With the standard last minute dramas, our only key for the van snapping in half and missing our first plane, it was a bit of a rough flight from Fitzroy crossing but we finally landed in Barnett Station. We were picked up by a local, thrown on the back of a Ute and dropped at the river bank….perfect! Finally!!!! We were at the river! Not only that, we were at a primo swimming hole where Jesse caught the first fish of the trip and we could chill for the night before our first side mission the next day.
Day 1, LU - The Gruelling Hike to the waterfall!
Day 1 - As much as we wanted to get going downstream, we had been told of a sweet waterfall further upstream and we couldn’t resist checking it out. Only a few Km’s was the good word so we began the upstream paddle, eddy-hopping between trees, hiking, and dragging boats in the brutal heat and after a gruelling 5hrs! found the waterfall. Pretty cool drop, about 50ft in total, 20ft sloper and 30ft vertical. Although a bit on the low side so the sloper was pretty mank. With all of us completely exhausted from the walk in and beating sun, we pulled the pin and paddled back to camp through a few cool G3-4 rapids, dreaming about how good the dry mouldy wraps and cheese were going to be when we got back. We stopped for just long enough to make our dreams come true before the whole team took downstream a couple of km’s before dark….we were off.
After 5hrs of sweating and walking, we made it to the Waterfall at Mannon Gorg
It didn’t take me long to become the first casualty on our first night on the river. Took a small chunk of my thumb nail off whittling a wooden spoon with a big ass knife, nothing a bit of superglue couldn’t fix but that stuff stings bad…
Thousands of bats...gross! Their poop is really acidic so this also meant we couldn't drink the water when they were around.

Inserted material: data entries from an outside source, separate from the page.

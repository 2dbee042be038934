use figment::{
    providers::{Env, Format, Toml},
    Figment,
};
use serde::{Deserialize, Serialize};

use crate::error::{PlatformError, Result};

/// Default token budget for the conversation context window.
pub const DEFAULT_CONTEXT_TOKENS: usize = 50_000;
/// Character ceiling for assembled persona prompts.
pub const MAX_PROMPT_CHARS: usize = 80_000;
/// Router confidence below which keyword fallback takes over.
pub const DEFAULT_CONFIDENCE_THRESHOLD: f64 = 0.6;
/// Default per-webhook timeout for flow actions (seconds).
pub const DEFAULT_WEBHOOK_TIMEOUT_SECS: u64 = 10;

/// Top-level config (parley.toml + PARLEY_* env overrides).
#[derive(Debug, Clone, Serialize, Deserialize)]
pub struct ParleyConfig {
    #[serde(default)]
    pub gateway: GatewayConfig,
    #[serde(default)]
    pub llm: LlmConfig,
    #[serde(default)]
    pub knowledge: KnowledgeConfig,
    #[serde(default)]
    pub database: DatabaseConfig,
    #[serde(default)]
    pub routing: RoutingConfig,
    #[serde(default)]
    pub business_hours: BusinessHoursConfig,
}

impl Default for ParleyConfig {
    fn default() -> Self {
        Self {
            gateway: GatewayConfig::default(),
            llm: LlmConfig::default(),
            knowledge: KnowledgeConfig::default(),
            database: DatabaseConfig::default(),
            routing: RoutingConfig::default(),
            business_hours: BusinessHoursConfig::default(),
        }
    }
}

impl ParleyConfig {
    /// Load config with the fallback chain:
    /// explicit path > `PARLEY_CONFIG` env > `./parley.toml` > defaults.
    ///
    /// Env vars override file values: `PARLEY_GATEWAY__PORT=9000`.
    pub fn load(path: Option<&str>) -> Result<Self> {
        let file = path
            .map(String::from)
            .or_else(|| std::env::var("PARLEY_CONFIG").ok())
            .unwrap_or_else(|| "parley.toml".to_string());

        Figment::new()
            .merge(Toml::file(&file))
            .merge(Env::prefixed("PARLEY_").split("__"))
            .extract()
            .map_err(|e| PlatformError::Config(e.to_string()))
    }
}

#[derive(Debug, Clone, Serialize, Deserialize)]
pub struct GatewayConfig {
    #[serde(default = "default_port")]
    pub port: u16,
    #[serde(default = "default_bind")]
    pub bind: String,
}

impl Default for GatewayConfig {
    fn default() -> Self {
        Self {
            port: default_port(),
            bind: default_bind(),
        }
    }
}

#[derive(Debug, Clone, Serialize, Deserialize)]
pub struct LlmConfig {
    #[serde(default = "default_llm_base_url")]
    pub base_url: String,
    #[serde(default)]
    pub api_key: Option<String>,
    #[serde(default = "default_model")]
    pub model: String,
    /// Per-request timeout (seconds).
    #[serde(default = "default_llm_timeout")]
    pub timeout_secs: u64,
}

impl Default for LlmConfig {
    fn default() -> Self {
        Self {
            base_url: default_llm_base_url(),
            api_key: None,
            model: default_model(),
            timeout_secs: default_llm_timeout(),
        }
    }
}

#[derive(Debug, Clone, Serialize, Deserialize)]
pub struct KnowledgeConfig {
    #[serde(default = "default_knowledge_root")]
    pub root: String,
}

impl Default for KnowledgeConfig {
    fn default() -> Self {
        Self {
            root: default_knowledge_root(),
        }
    }
}

/// Which store backend the registries use.
#[derive(Debug, Clone, Serialize, Deserialize, Default)]
pub struct DatabaseConfig {
    /// When set, records persist to this SQLite file; otherwise in-memory.
    #[serde(default)]
    pub path: Option<String>,
}

#[derive(Debug, Clone, Serialize, Deserialize)]
pub struct RoutingConfig {
    /// LLM classification below this confidence falls back to keywords.
    #[serde(default = "default_confidence_threshold")]
    pub confidence_threshold: f64,
    /// Handoff is forced once a conversation exceeds this many agent turns.
    #[serde(default = "default_max_turns")]
    pub max_turns: u32,
}

impl Default for RoutingConfig {
    fn default() -> Self {
        Self {
            confidence_threshold: default_confidence_threshold(),
            max_turns: default_max_turns(),
        }
    }
}

/// Inclusive start hour / exclusive end hour, evaluated in local time.
#[derive(Debug, Clone, Serialize, Deserialize)]
pub struct BusinessHoursConfig {
    #[serde(default = "default_start_hour")]
    pub start_hour: u32,
    #[serde(default = "default_end_hour")]
    pub end_hour: u32,
}

impl Default for BusinessHoursConfig {
    fn default() -> Self {
        Self {
            start_hour: default_start_hour(),
            end_hour: default_end_hour(),
        }
    }
}

fn default_port() -> u16 {
    8085
}

fn default_bind() -> String {
    "127.0.0.1".to_string()
}

fn default_llm_base_url() -> String {
    "https://api.openai.com/v1".to_string()
}

fn default_model() -> String {
    "gpt-4o-mini".to_string()
}

fn default_llm_timeout() -> u64 {
    60
}

fn default_knowledge_root() -> String {
    "./knowledge".to_string()
}

fn default_confidence_threshold() -> f64 {
    0.6
}

fn default_max_turns() -> u32 {
    50
}

fn default_start_hour() -> u32 {
    9
}

fn default_end_hour() -> u32 {
    18
}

Day 2 - A good days paddling brought us to the Han where we spotted our first Goanna and baby Croc at the confluence. The Barnett had been quite full of trees, which is a lot of work guiding the rafts through, whereas the Han opened out a bit and was more of a Canyon. Was nice to hit some rapids nice G2-3 stuff so all manageable in loaded rafts. We found a nice clean 13ft river wide waterfall so decided to set up camp that I called the mansion. It had it all, four different levels of flat rock, a clear creek running through for drinking and a cliff to jump off for a dip, and of course the waterfall. We ran some laps before dinner, unfortunately I hurt myself again, landing hard on my edge and hurt my back, geez what state am I gonna be in after a month?...Had a bit of rain in the night, a third of our shelter turned into a puddle so was a cosy wet sleep.

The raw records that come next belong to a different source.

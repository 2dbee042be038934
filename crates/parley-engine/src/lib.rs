pub mod engine;
pub mod events;
pub mod queue;

pub use engine::{ConversationEngine, EngineDeps, HandleOutcome};
pub use events::{EngineEvent, EventBus, EventKind, EventListener};
pub use queue::SerialQueue;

Spot the shelter...the Mansion campsite, beautiful!
Day 3 - Turns out the Han was full of goods. Solid G4 steep rapids, we were moving pretty slowly as we had to scout and although we ran most of the rapids with the rafts, we had to unload them for a couple of the drops, this soon zaps your energy in the incredible heat which was above 40 degrees C. every day. The highlight of this day (and in hindsight probably the best drop of the whole trip) was a 20ft super clean river-wide waterfall. We did a few laps, before the sketchiest moment of the trip, Lachie tried to throw a freewheel but was too far centre and got trashed real hard, he disappeared for a while before the yard sale of gear slowly appeared, including him. A bit scary but he was fine. I was worried about my back which was pretty sore but didn’t want to miss out on the fun and was all good.
LU, landing off 18ftr
The river soon became braided and full of trees so we had to concentrate on getting the rafts through, with the kayakers leading the way and probing the different channels. We soon got our first decent rain storm, it was pretty amazing making our way through corridors of trees in the downpour with the thunder & lightening. The storm passed over and darkness wasn’t far away, it was tough to spot a campsite in the swampy landscape but we found a flat clay spot to stay, problem was, Tyler had taken a different channel when probing and was no-where to be seen. I took off downstream to find him but after paddling for a while, I hadn’t come to the confluence and couldn’t find him. Since darkness was setting in, I went back for supplies and reinforcements and Sean and I headed off downstream again. With a lot of Marco-polo style yelling, we eventually found Tyler who had decided he was there for the night. We stashed our boats and made it back to camp just in time for dinner, learning a good lesson about staying together, especially in the maze of trees. Huge day and the Strive Lentil Dahl was amazing
Another highlight for me, the aboriginal artwork was pretty spectacular!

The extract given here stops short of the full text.